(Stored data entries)
=== Begin Enclosure ===
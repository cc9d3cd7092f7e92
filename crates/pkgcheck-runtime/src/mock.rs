//! A provisioner that lays out a fake virtual environment whose `python` is a
//! POSIX shell script. It answers the handful of invocations the pipeline
//! makes (`-m pip`, `-m build`, `-m twine`, `-c`) with scripted results, so
//! the pipeline can be driven end to end without network access.

use crate::provision::Provisioner;
use crate::runner::shell_quote;
use crate::RuntimeError;
use std::fmt::Write as _;
use std::path::{Path, PathBuf};
use std::sync::Mutex;

/// Name of the wheel the stub build tool writes into `--outdir`.
pub const STUB_WHEEL_NAME: &str = "stub_pkg-0.1.0-py3-none-any.whl";
/// Egg-info directory the stub build tool leaves in the project directory.
pub const STUB_EGG_INFO: &str = "stub_pkg.egg-info";
/// Console script placed on `PATH` by the stub `activate` script.
pub const STUB_CLI: &str = "stub_cli";

#[derive(Debug, Clone, Default, PartialEq, Eq)]
pub struct StubBehavior {
    /// `pip install --upgrade ...` (tool bootstrap) exits non-zero.
    pub fail_bootstrap: bool,
    /// `-m build` exits non-zero after touching the project tree.
    pub fail_build: bool,
    /// `-m build` succeeds but writes no wheel.
    pub skip_wheel: bool,
    /// `-m twine check` reports invalid metadata.
    pub fail_validation: bool,
    /// `pip install --force-reinstall <wheel>` fails.
    pub fail_install: bool,
    /// File reported by the module-location snippet. `None` simulates a
    /// module that cannot be imported.
    pub module_file: Option<PathBuf>,
}

#[derive(Debug, Default)]
pub struct StubProvisioner {
    behavior: StubBehavior,
    provisioned: Mutex<Vec<PathBuf>>,
}

impl StubProvisioner {
    pub fn new(behavior: StubBehavior) -> Self {
        Self {
            behavior,
            provisioned: Mutex::new(Vec::new()),
        }
    }

    /// Every directory this provisioner has populated, in order.
    pub fn provisioned(&self) -> Vec<PathBuf> {
        self.provisioned
            .lock()
            .map(|dirs| dirs.clone())
            .unwrap_or_default()
    }

    fn python_script(&self) -> String {
        let b = &self.behavior;
        let code = |fail: bool| u8::from(fail);
        let (module_line, module_exit) = match &b.module_file {
            Some(file) => (
                format!(
                    "printf 'importing...\\n<<pkgcheck<<%s>>pkgcheck>>\\n' {}",
                    shell_quote(&file.to_string_lossy())
                ),
                0,
            ),
            None => (
                "echo \"ModuleNotFoundError: No module named stub\" >&2".to_owned(),
                1,
            ),
        };

        let mut s = String::from("#!/bin/sh\n");
        let _ = writeln!(s, "if [ \"$1\" = \"-c\" ]; then");
        let _ = writeln!(s, "  case \"$2\" in");
        let _ = writeln!(s, "    *'<<pkgcheck<<'*) {module_line}; exit {module_exit};;");
        let _ = writeln!(s, "  esac");
        let _ = writeln!(s, "  exec /bin/sh -c \"$2\"");
        let _ = writeln!(s, "fi");
        let _ = writeln!(s, "[ \"$1\" = \"-m\" ] || {{ echo \"stub python: $*\" >&2; exit 64; }}");
        let _ = writeln!(s, "case \"$2\" in");
        let _ = writeln!(s, "  pip)");
        let _ = writeln!(s, "    case \"$*\" in");
        let _ = writeln!(
            s,
            "      *--force-reinstall*) echo \"stub pip: installing\"; exit {};;",
            code(b.fail_install)
        );
        let _ = writeln!(s, "    esac");
        let _ = writeln!(s, "    echo \"stub pip: $*\"; exit {};;", code(b.fail_bootstrap));
        let _ = writeln!(s, "  build)");
        let _ = writeln!(s, "    outdir=");
        let _ = writeln!(s, "    while [ $# -gt 0 ]; do");
        let _ = writeln!(s, "      [ \"$1\" = \"--outdir\" ] && outdir=\"$2\"");
        let _ = writeln!(s, "      shift");
        let _ = writeln!(s, "    done");
        let _ = writeln!(s, "    mkdir -p build/lib {STUB_EGG_INFO}");
        if b.fail_build {
            let _ = writeln!(s, "    echo \"stub build: backend failed\" >&2; exit 1;;");
        } else if b.skip_wheel {
            let _ = writeln!(s, "    echo \"stub build: nothing to do\"; exit 0;;");
        } else {
            let _ = writeln!(s, "    : > \"$outdir/{STUB_WHEEL_NAME}\"");
            let _ = writeln!(s, "    echo \"Successfully built {STUB_WHEEL_NAME}\"; exit 0;;");
        }
        let _ = writeln!(s, "  twine)");
        if b.fail_validation {
            let _ = writeln!(
                s,
                "    echo \"Checking $4: FAILED\"; echo \"ERROR long_description has syntax errors\"; exit 1;;"
            );
        } else {
            let _ = writeln!(s, "    echo \"Checking $4: PASSED\"; exit 0;;");
        }
        let _ = writeln!(s, "esac");
        let _ = writeln!(s, "echo \"stub python: unsupported module $2\" >&2");
        let _ = writeln!(s, "exit 64");
        s
    }

    fn activate_script(dir: &Path) -> String {
        format!(
            "VIRTUAL_ENV={}\nexport VIRTUAL_ENV\nPATH=\"$VIRTUAL_ENV/bin:$PATH\"\nexport PATH\n",
            shell_quote(&dir.to_string_lossy())
        )
    }

    fn cli_script() -> String {
        "#!/bin/sh\n\
         if [ \"$1\" = \"hi\" ]; then echo \"hi!\"; exit 0; fi\n\
         echo \"get your feet back on the ground\"\n\
         exit 2\n"
            .to_owned()
    }
}

impl Provisioner for StubProvisioner {
    fn name(&self) -> &'static str {
        "stub"
    }

    fn available(&self) -> bool {
        cfg!(unix)
    }

    #[cfg(unix)]
    fn provision(&self, dir: &Path) -> Result<(), RuntimeError> {
        use std::os::unix::fs::PermissionsExt;

        let bin = dir.join("bin");
        std::fs::create_dir_all(&bin)?;
        for (name, body) in [
            ("python", self.python_script()),
            (STUB_CLI, Self::cli_script()),
        ] {
            let path = bin.join(name);
            std::fs::write(&path, body)?;
            std::fs::set_permissions(&path, std::fs::Permissions::from_mode(0o755))?;
        }
        std::fs::write(bin.join("activate"), Self::activate_script(dir))?;

        if let Ok(mut dirs) = self.provisioned.lock() {
            dirs.push(dir.to_path_buf());
        }
        Ok(())
    }

    #[cfg(not(unix))]
    fn provision(&self, _dir: &Path) -> Result<(), RuntimeError> {
        Err(RuntimeError::ProvisionerUnavailable("stub".to_owned()))
    }
}

#[cfg(all(test, unix))]
mod tests {
    use super::*;
    use crate::runner::{FailureKind, Runner};
    use crate::venv::VenvPaths;
    use std::ffi::OsStr;

    fn provisioned(behavior: StubBehavior) -> (tempfile::TempDir, Runner) {
        let dir = tempfile::tempdir().unwrap();
        StubProvisioner::new(behavior).provision(dir.path()).unwrap();
        let exe = VenvPaths::new(dir.path()).executable().unwrap();
        (dir, Runner::new(exe, "stub"))
    }

    #[test]
    fn provision_lays_out_posix_venv() {
        let stub = StubProvisioner::default();
        let dir = tempfile::tempdir().unwrap();
        stub.provision(dir.path()).unwrap();

        let paths = VenvPaths::new(dir.path());
        assert!(paths.executable().is_ok());
        assert!(paths.posix_activate().is_ok());
        assert_eq!(stub.provisioned(), vec![dir.path().to_path_buf()]);
    }

    #[test]
    fn stub_build_writes_wheel_and_project_artifacts() {
        let (_venv, runner) = provisioned(StubBehavior::default());
        let project = tempfile::tempdir().unwrap();
        let out = tempfile::tempdir().unwrap();

        runner
            .python(
                [
                    OsStr::new("-m"),
                    OsStr::new("build"),
                    OsStr::new("--outdir"),
                    out.path().as_os_str(),
                    OsStr::new("--wheel"),
                ],
                "Building",
                Some(project.path()),
                FailureKind::Command,
            )
            .unwrap();

        assert!(out.path().join(STUB_WHEEL_NAME).is_file());
        assert!(project.path().join("build").is_dir());
        assert!(project.path().join(STUB_EGG_INFO).is_dir());
    }

    #[test]
    fn stub_runs_code_through_shell() {
        let (_venv, runner) = provisioned(StubBehavior::default());
        let result = runner
            .python(["-c", "echo 2"], "Code", None, FailureKind::Execution)
            .unwrap();
        assert_eq!(result.output.trim_end(), "2");
    }

    #[test]
    fn stub_validation_failure() {
        let (_venv, runner) = provisioned(StubBehavior {
            fail_validation: true,
            ..StubBehavior::default()
        });
        let err = runner
            .python(
                ["-m", "twine", "check", "x.whl", "--strict"],
                "Twine check",
                None,
                FailureKind::Validation,
            )
            .unwrap_err();
        assert_eq!(err.failure_kind(), Some(FailureKind::Validation));
        assert!(err.command_result().unwrap().output.contains("FAILED"));
    }

    #[test]
    fn stub_reports_module_file() {
        let (_venv, runner) = provisioned(StubBehavior {
            module_file: Some(PathBuf::from("/site/greeter/__init__.py")),
            ..StubBehavior::default()
        });
        let result = runner
            .python(
                ["-c", "print('<<pkgcheck<<' + 'x')"],
                "Locate",
                None,
                FailureKind::Execution,
            )
            .unwrap();
        assert!(result
            .output
            .contains("<<pkgcheck<</site/greeter/__init__.py>>pkgcheck>>"));
    }
}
=== End Enclosure ===
● Exercise requirements:
Your answer must be the count of lines in the data that contain "outdir", with no added words.

● Answer section:
5